Abstract Despite the central role chemotherapy plays in prolonging survival, the toxicities associated with its use can negatively impact quality of life and in some cases, be so severe that patients forego further life preserving treatments. Therefore, it is critical that we understand the mechanisms that drive these toxicities and develop approaches to mitigate their severity. Recently we demonstrated that chemotherapy-induced senescence drives bone loss by both limiting mineralization of new bone and increasing bone resorption.
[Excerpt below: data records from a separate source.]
// Split s/t floats into one uv variable with V flipped.
fn combine_st(variables: &PrimitiveVariableMap) -> Option<PrimitiveVariable> {
    let s = variables.get("s")?;
    let t = variables.get("t")?;
    if s.interpolation != t.interpolation {
        return None;
    }

    let uvs: Vec<Vec2> = {
        let s_data = s.data.as_ref()?.downcast_ref::<FloatVectorData>()?;
        let t_data = t.data.as_ref()?.downcast_ref::<FloatVectorData>()?;
        if s_data.value().len() != t_data.value().len() {
            return None;
        }
        let combined = s_data
            .value()
            .iter()
            .zip(t_data.value())
            .map(|(&u, &v)| Vec2::new(u, 1.0 - v))
            .collect();
        combined
    };

    let indices = match variables.get("stIndices") {
        Some(st) => st.data.clone().filter(|d| d.is::<IntVectorData>()),
        None => s.indices.clone(),
    };
    Some(PrimitiveVariable {
        interpolation: s.interpolation,
        data: Some(ObjectPtr::new(V2fVectorData::new(uvs))),
        indices,
    })
}

#[cfg(test)]
mod tests {
    use super::*;
    use crate::data::IntData;

    fn floats(v: &[f32]) -> ObjectPtr {
        ObjectPtr::new(FloatVectorData::new(v.to_vec()))
    }

    fn ints(v: &[i32]) -> ObjectPtr {
        ObjectPtr::new(IntVectorData::new(v.to_vec()))
    }

    #[test]
    fn test_interpolation_codes() {
        for code in 0..=5 {
            assert_eq!(Interpolation::from_i32(code).unwrap() as i32, code);
        }
        assert_eq!(Interpolation::from_i32(6), None);
        assert_eq!(Interpolation::FaceVarying.to_string(), "FaceVarying");
    }

    #[test]
    fn test_current_version_is_identity() {
        let mut vars = PrimitiveVariableMap::new();
        vars.insert("s".into(), PrimitiveVariable::new(Interpolation::Vertex, floats(&[0.5])));
        vars.insert("t".into(), PrimitiveVariable::new(Interpolation::Vertex, floats(&[0.25])));
        let out = migrate_variables(PRIMITIVE_IO_VERSION, vars).unwrap();
        assert!(out.contains_key("s") && out.contains_key("t"));
        assert!(!out.contains_key("uv"));
    }

    #[test]
    fn test_sidecar_indices_are_attached() {
        let mut vars = PrimitiveVariableMap::new();
        vars.insert("N".into(), PrimitiveVariable::new(Interpolation::FaceVarying, floats(&[1.0, 2.0])));
        vars.insert("NIndices".into(), PrimitiveVariable::new(Interpolation::FaceVarying, ints(&[0, 1, 1, 0])));
        vars.insert("orphanIndices".into(), PrimitiveVariable::new(Interpolation::Vertex, ints(&[0])));

        let out = migrate_variables(1, vars).unwrap();
        assert!(!out.contains_key("NIndices"));
        let indices = out["N"].indices.as_ref().unwrap();
        assert_eq!(indices.downcast_ref::<IntVectorData>().unwrap().value(), &[0, 1, 1, 0]);
        assert!(out.contains_key("orphanIndices"));
    }

    #[test]
    fn test_split_uvs_are_combined() {
        let mut vars = PrimitiveVariableMap::new();
        vars.insert("s".into(), PrimitiveVariable::new(Interpolation::FaceVarying, floats(&[0.0, 1.0])));
        vars.insert("t".into(), PrimitiveVariable::new(Interpolation::FaceVarying, floats(&[0.25, 1.0])));
        vars.insert("stIndices".into(), PrimitiveVariable::new(Interpolation::FaceVarying, ints(&[1, 0, 1])));

        let out = migrate_variables(0, vars).unwrap();
        assert_eq!(out.keys().map(String::as_str).collect::<Vec<_>>(), ["uv"]);
        let uv = &out["uv"];
        assert_eq!(uv.interpolation, Interpolation::FaceVarying);
        let data = uv.data.as_ref().unwrap();
        assert_eq!(
            data.downcast_ref::<V2fVectorData>().unwrap().value(),
            &[Vec2::new(0.0, 0.75), Vec2::new(1.0, 0.0)]
        );
        let indices = uv.indices.as_ref().unwrap();
        assert_eq!(indices.downcast_ref::<IntVectorData>().unwrap().value(), &[1, 0, 1]);
    }

    #[test]
    fn test_mismatched_st_left_alone() {
        let mut vars = PrimitiveVariableMap::new();
        vars.insert("s".into(), PrimitiveVariable::new(Interpolation::Vertex, floats(&[0.0, 1.0])));
        vars.insert("t".into(), PrimitiveVariable::new(Interpolation::Vertex, floats(&[0.0])));
        let out = migrate_variables(1, vars).unwrap();
        assert!(out.contains_key("s") && out.contains_key("t"));

        let mut vars = PrimitiveVariableMap::new();
        vars.insert("s".into(), PrimitiveVariable::new(Interpolation::Vertex, floats(&[0.0])));
        vars.insert("t".into(), PrimitiveVariable::new(Interpolation::Vertex, ObjectPtr::new(IntData::new(0))));
        let out = migrate_variables(1, vars).unwrap();
        assert!(!out.contains_key("uv"));
    }

    #[test]
    fn test_base_equality_and_hash() {
        let mut a = PrimitiveBase::default();
        a.variables
            .insert("P".into(), PrimitiveVariable::new(Interpolation::Vertex, floats(&[1.0])));
        let mut b = PrimitiveBase::default();
        b.variables
            .insert("P".into(), PrimitiveVariable::new(Interpolation::Vertex, floats(&[1.0])));
        assert!(a.is_equal_to(&b));

        let hash = |p: &PrimitiveBase| {
            let mut h = MurmurHash::default();
            p.hash(&mut h);
            h
        };
        assert_eq!(hash(&a), hash(&b));

        b.variables.get_mut("P").unwrap().interpolation = Interpolation::Varying;
        assert!(!a.is_equal_to(&b));
        assert_ne!(hash(&a), hash(&b));
    }

    #[test]
    fn test_copy_requires_data() {
        let mut src = PrimitiveBase::default();
        src.variables.insert("x".into(), PrimitiveVariable::default());
        let mut dst = PrimitiveBase::default();
        let mut ctx = CopyContext::new();
        assert!(matches!(dst.copy_from(&src, &mut ctx), Err(Error::NullChild(_))));
    }
}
To establish whether senescent bone resident cells or systemic responses to chemotherapy drove therapy-induced bone loss, we used a vossicle model in which neonatal vertebral bones (L4 and L5) were transplanted from 4-day old wildtype or INKATTAC pups (allow to selectively kill senescent cells) into wildtype or INKATTAC adult mice. Using this approach, we found that the elimination of senescent cells in donor vossicles protects from chemotherapy-induced bone loss, indicating that senescent bone resident cells are responsible for therapy-induced bone loss. To understand the mechanism(s) that contributed to therapy-induced bone loss, we used scRNA-seq to determine which bone resident cells underwent senescence in response to chemotherapy and how their gene expression was impacted. Using this approach, we found that adipocytes, fibroblast, chondrocytes and osteoblasts underwent senescence as evidenced by expression of p16, p21 and loss of Mki67 and displayed evidence of a senescence associated secretory phenotype (SASP), which we postulate contributes to therapy-induced bone loss. Collectively, our data indicated that chemotherapy causes bone loss via senescence and can be protected by eliminating senescent cells. Citation Format: Ganesh Kumar Raut, Zhangting Yao, Tom Cole, Xainmin Luo, Qihao Ren, Sheila A. Stewart. Abrogating therapy induced senescence driven bone loss to improve quality of life [abstract]. In: Proceedings of the American Association for Cancer Research Annual Meeting 2022; 2022 Apr 8-13. Philadelphia (PA): AACR; Cancer Res 2022;82(12_Suppl):Abstract nr 137.